----- Input material -----

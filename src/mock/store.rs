//! Recorded response store.

use dashmap::DashMap;
use serde::{Deserialize, Serialize};
use serde_json::Value;
use std::sync::Arc;

use crate::observability::metrics;

/// A captured upstream response. The three fragments are replaced together.
#[derive(Debug, Clone, PartialEq, Serialize, Deserialize)]
pub struct RecordedResponse {
    pub payload: Value,
    pub headers: Value,
    pub status_code: Value,
}

/// A thread-safe store of recorded responses keyed by route path.
///
/// Entries live for the process lifetime; a later capture for the same key
/// replaces the earlier one.
#[derive(Debug, Clone, Default)]
pub struct MockStore {
    inner: Arc<DashMap<String, RecordedResponse>>,
}

impl MockStore {
    pub fn new() -> Self {
        Self::default()
    }

    /// Store `response` under `path`, replacing any previous entry.
    pub fn capture(&self, path: impl Into<String>, response: RecordedResponse) {
        self.inner.insert(path.into(), response);
        metrics::record_mock_entries(self.inner.len());
    }

    /// Find the entry whose key is the longest prefix of `candidate`.
    pub fn lookup(&self, candidate: &str) -> Option<(String, RecordedResponse)> {
        let mut best: Option<(String, RecordedResponse)> = None;
        for entry in self.inner.iter() {
            let key = entry.key();
            if !candidate.starts_with(key.as_str()) {
                continue;
            }
            let longer = best.as_ref().map_or(true, |(k, _)| key.len() > k.len());
            if longer {
                best = Some((key.clone(), entry.value().clone()));
            }
        }
        best
    }

    /// Exact-key read.
    pub fn get(&self, path: &str) -> Option<RecordedResponse> {
        self.inner.get(path).map(|r| r.value().clone())
    }

    pub fn len(&self) -> usize {
        self.inner.len()
    }

    pub fn is_empty(&self) -> bool {
        self.inner.is_empty()
    }

    /// All stored keys, sorted.
    pub fn keys(&self) -> Vec<String> {
        let mut keys: Vec<String> = self.inner.iter().map(|r| r.key().clone()).collect();
        keys.sort();
        keys
    }
}
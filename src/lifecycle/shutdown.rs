//! Shutdown coordination.

use std::future::Future;
use std::sync::atomic::{AtomicBool, Ordering};
use std::sync::Arc;
use tokio::sync::broadcast;

/// Coordinator for graceful shutdown.
///
/// Long-running tasks subscribe to a broadcast channel. The trigger is
/// latched so that waiters created afterwards resolve immediately.
#[derive(Debug, Clone)]
pub struct Shutdown {
    tx: broadcast::Sender<()>,
    triggered: Arc<AtomicBool>,
}

impl Shutdown {
    pub fn new() -> Self {
        let (tx, _) = broadcast::channel(1);
        Self {
            tx,
            triggered: Arc::new(AtomicBool::new(false)),
        }
    }

    /// Subscribe to the shutdown signal.
    pub fn subscribe(&self) -> broadcast::Receiver<()> {
        self.tx.subscribe()
    }

    /// Trigger the shutdown signal. Repeated calls are harmless.
    pub fn trigger(&self) {
        if !self.triggered.swap(true, Ordering::SeqCst) {
            tracing::info!("Shutdown triggered");
        }
        let _ = self.tx.send(());
    }

    pub fn is_triggered(&self) -> bool {
        self.triggered.load(Ordering::SeqCst)
    }

    /// A future that resolves once shutdown has been triggered.
    pub fn signalled(&self) -> impl Future<Output = ()> + Send + 'static {
        let mut rx = self.tx.subscribe();
        let triggered = Arc::clone(&self.triggered);
        async move {
            if triggered.load(Ordering::SeqCst) {
                return;
            }
            let _ = rx.recv().await;
        }
    }
}

impl Default for Shutdown {
    fn default() -> Self {
        Self::new()
    }
}
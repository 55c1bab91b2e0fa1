//! Observability subsystem.
//!
//! # Data Flow
//! ```text
//! All subsystems produce:
//!     → logging.rs (structured log events, per-message spans)
//!     → metrics.rs (counters, gauges, histograms)
//!
//! Consumers:
//!     → Log aggregation (stdout, pretty or JSON)
//!     → Metrics endpoint (Prometheus scrape)
//! ```
//!
//! # Design Decisions
//! - Structured logging (JSON) for machine parsing
//! - Message ID flows through every log line of one invocation
//! - Metrics are cheap (atomic increments)

pub mod logging;
pub mod metrics;
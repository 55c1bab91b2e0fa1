//! Record/replay subsystem.
//!
//! # Data Flow
//! ```text
//! Genuine upstream response (any path but the mock path)
//!     → store.rs (capture payload, headers, status under the route path)
//!
//! Short-circuited response on the mock path
//!     → store.rs (longest-prefix lookup of the requested target)
//!     → latency.rs (optional exponential delay)
//!     → replayed fragments
//! ```
//!
//! # Design Decisions
//! - Process-lifetime cache, no TTL, no persistence
//! - Whole-entry overwrite per key, never a merge
//! - Longest matching prefix wins so lookups are deterministic

pub mod latency;
pub mod store;

pub use latency::LatencySimulator;
pub use store::{MockStore, RecordedResponse};
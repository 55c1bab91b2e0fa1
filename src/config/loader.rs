//! Configuration loading from disk and the environment.

use std::fs;
use std::path::Path;
use thiserror::Error;

use crate::config::schema::ProcessorConfig;
use crate::config::validation::{validate_config, ValidationError};

/// Overrides the transport host.
pub const ENV_HOST: &str = "GECHOLOG_HOST";
/// Overrides the transport bearer token.
pub const ENV_TOKEN: &str = "NATS_TOKEN";
/// Read when `NATS_TOKEN` is unset.
pub const ENV_TOKEN_FALLBACK: &str = "GECHOLOG_TOKEN";
/// Overrides the router cooldown, in minutes.
pub const ENV_COOLDOWN_MINUTES: &str = "GECHOLOG_COOLDOWN_MINUTES";
/// Overrides the mock latency rate parameter.
pub const ENV_MOCK_LAMBDA: &str = "LAMBDA";
/// Read when `LAMBDA` is unset.
pub const ENV_MOCK_LAMBDA_FALLBACK: &str = "GECHOLOG_MOCK_LAMBDA";

/// Error type for configuration loading.
#[derive(Debug, Error)]
pub enum ConfigError {
    #[error("IO error: {0}")]
    Io(#[from] std::io::Error),

    #[error("Parse error: {0}")]
    Parse(#[from] toml::de::Error),

    #[error("Invalid value '{value}' for {var}")]
    Env { var: &'static str, value: String },

    #[error("Validation failed: {}", join(.0))]
    Validation(Vec<ValidationError>),
}

fn join(errors: &[ValidationError]) -> String {
    errors
        .iter()
        .map(ToString::to_string)
        .collect::<Vec<_>>()
        .join(", ")
}

/// Load and validate configuration from a TOML file, then apply process environment overrides.
pub fn load_config(path: &Path) -> Result<ProcessorConfig, ConfigError> {
    let content = fs::read_to_string(path)?;
    let config: ProcessorConfig = toml::from_str(&content)?;
    finish(config, |var| std::env::var(var).ok())
}

/// Load from `path` when given, otherwise start from defaults.
pub fn load_or_default(path: Option<&Path>) -> Result<ProcessorConfig, ConfigError> {
    match path {
        Some(path) => load_config(path),
        None => finish(ProcessorConfig::default(), |var| std::env::var(var).ok()),
    }
}

/// Apply overrides from `env` and validate.
pub fn finish<F>(mut config: ProcessorConfig, env: F) -> Result<ProcessorConfig, ConfigError>
where
    F: Fn(&str) -> Option<String>,
{
    apply_env_overrides(&mut config, env)?;
    validate_config(&config).map_err(ConfigError::Validation)?;
    Ok(config)
}

/// Apply the recognized environment overrides. Empty values are ignored.
///
/// `NATS_TOKEN` and `LAMBDA` win over their `GECHOLOG_*` fallbacks.
pub fn apply_env_overrides<F>(config: &mut ProcessorConfig, env: F) -> Result<(), ConfigError>
where
    F: Fn(&str) -> Option<String>,
{
    let lookup = |var: &str| env(var).filter(|v| !v.trim().is_empty());
    let first_of = |vars: [&'static str; 2]| {
        vars.into_iter()
            .find_map(|var| lookup(var).map(|value| (var, value)))
    };

    if let Some(host) = lookup(ENV_HOST) {
        config.transport.host = host;
    }
    if let Some((_, token)) = first_of([ENV_TOKEN, ENV_TOKEN_FALLBACK]) {
        config.transport.token = token;
    }
    if let Some(value) = lookup(ENV_COOLDOWN_MINUTES) {
        config.broker.cooldown_minutes = value.trim().parse().map_err(|_| ConfigError::Env {
            var: ENV_COOLDOWN_MINUTES,
            value: value.clone(),
        })?;
    }
    if let Some((var, value)) = first_of([ENV_MOCK_LAMBDA, ENV_MOCK_LAMBDA_FALLBACK]) {
        config.mock.lambda = value
            .trim()
            .parse()
            .map_err(|_| ConfigError::Env { var, value: value.clone() })?;
    }
    Ok(())
}
//! Candidate health state machine.
//!
//! # States
//! - Healthy: candidate receives traffic
//! - Unhealthy: candidate excluded from selection
//!
//! # State Transitions
//! ```text
//! Healthy → Unhealthy: explicit failure report for this path
//! Unhealthy → Healthy: now - last failure > cooldown, checked at selection time
//! ```
//!
//! # Design Decisions
//! - No background timer; recovery is evaluated lazily by the selector
//! - A repeated failure re-stamps the failure time
//! - State changes logged for observability

use std::time::{Duration, Instant};

/// Health of a single candidate.
#[derive(Debug, Clone, Copy, PartialEq, Eq)]
pub enum HealthState {
    Healthy,
    /// Demoted at `since`.
    Unhealthy { since: Instant },
}

/// One outbound route a request may be dispatched to.
#[derive(Debug, Clone)]
pub struct Candidate {
    path: String,
    state: HealthState,
}

impl Candidate {
    /// Create a healthy candidate.
    pub fn new(path: impl Into<String>) -> Self {
        Self {
            path: path.into(),
            state: HealthState::Healthy,
        }
    }

    pub fn path(&self) -> &str {
        &self.path
    }

    pub fn state(&self) -> HealthState {
        self.state
    }

    pub fn is_healthy(&self) -> bool {
        matches!(self.state, HealthState::Healthy)
    }

    /// Time of the most recent failure, while unhealthy.
    pub fn last_failure(&self) -> Option<Instant> {
        match self.state {
            HealthState::Healthy => None,
            HealthState::Unhealthy { since } => Some(since),
        }
    }

    /// Demote the candidate. Returns true on a Healthy → Unhealthy transition.
    pub fn mark_failure(&mut self, now: Instant) -> bool {
        let was_healthy = self.is_healthy();
        self.state = HealthState::Unhealthy { since: now };
        was_healthy
    }

    /// Restore the candidate once the cooldown has elapsed.
    /// Returns true on an Unhealthy → Healthy transition.
    pub fn try_recover(&mut self, now: Instant, cooldown: Duration) -> bool {
        match self.state {
            HealthState::Unhealthy { since } if now.saturating_duration_since(since) > cooldown => {
                self.state = HealthState::Healthy;
                true
            }
            _ => false,
        }
    }
}
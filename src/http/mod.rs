//! HTTP bridge onto the bus.
//!
//! # Data Flow
//! ```text
//! POST /subjects/{subject}
//!     → request ID, trace, timeout layers
//!     → admin::auth (transport token)
//!     → server.rs (publish body, await first reply)
//!     → 200 reply body | 404 no responders | 504 timeout
//! ```

pub mod server;

pub use server::{AppState, HttpServer, X_REQUEST_ID};
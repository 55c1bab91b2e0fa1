use axum::{extract::State, http::StatusCode, Json};
use serde::Serialize;

use crate::http::server::AppState;
use crate::load_balancer::CandidateStatus;

#[derive(Serialize)]
pub struct SystemStatus {
    pub version: &'static str,
    pub status: &'static str,
    pub processors: Vec<&'static str>,
}

#[derive(Serialize)]
pub struct MockSummary {
    pub count: usize,
    pub keys: Vec<String>,
}

pub async fn get_status(State(state): State<AppState>) -> Json<SystemStatus> {
    Json(SystemStatus {
        version: env!("CARGO_PKG_VERSION"),
        status: "operational",
        processors: state.processors.clone(),
    })
}

pub async fn get_candidates(
    State(state): State<AppState>,
) -> Result<Json<Vec<CandidateStatus>>, StatusCode> {
    let pool = state.candidates.as_ref().ok_or(StatusCode::NOT_FOUND)?;
    Ok(Json(pool.snapshot()))
}

pub async fn get_mocks(State(state): State<AppState>) -> Result<Json<MockSummary>, StatusCode> {
    let store = state.mocks.as_ref().ok_or(StatusCode::NOT_FOUND)?;
    Ok(Json(MockSummary {
        count: store.len(),
        keys: store.keys(),
    }))
}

-----

In the records above, find every line that contains the word "errors" and copy it.

fn join(errors: &[ValidationError]) -> String {
    errors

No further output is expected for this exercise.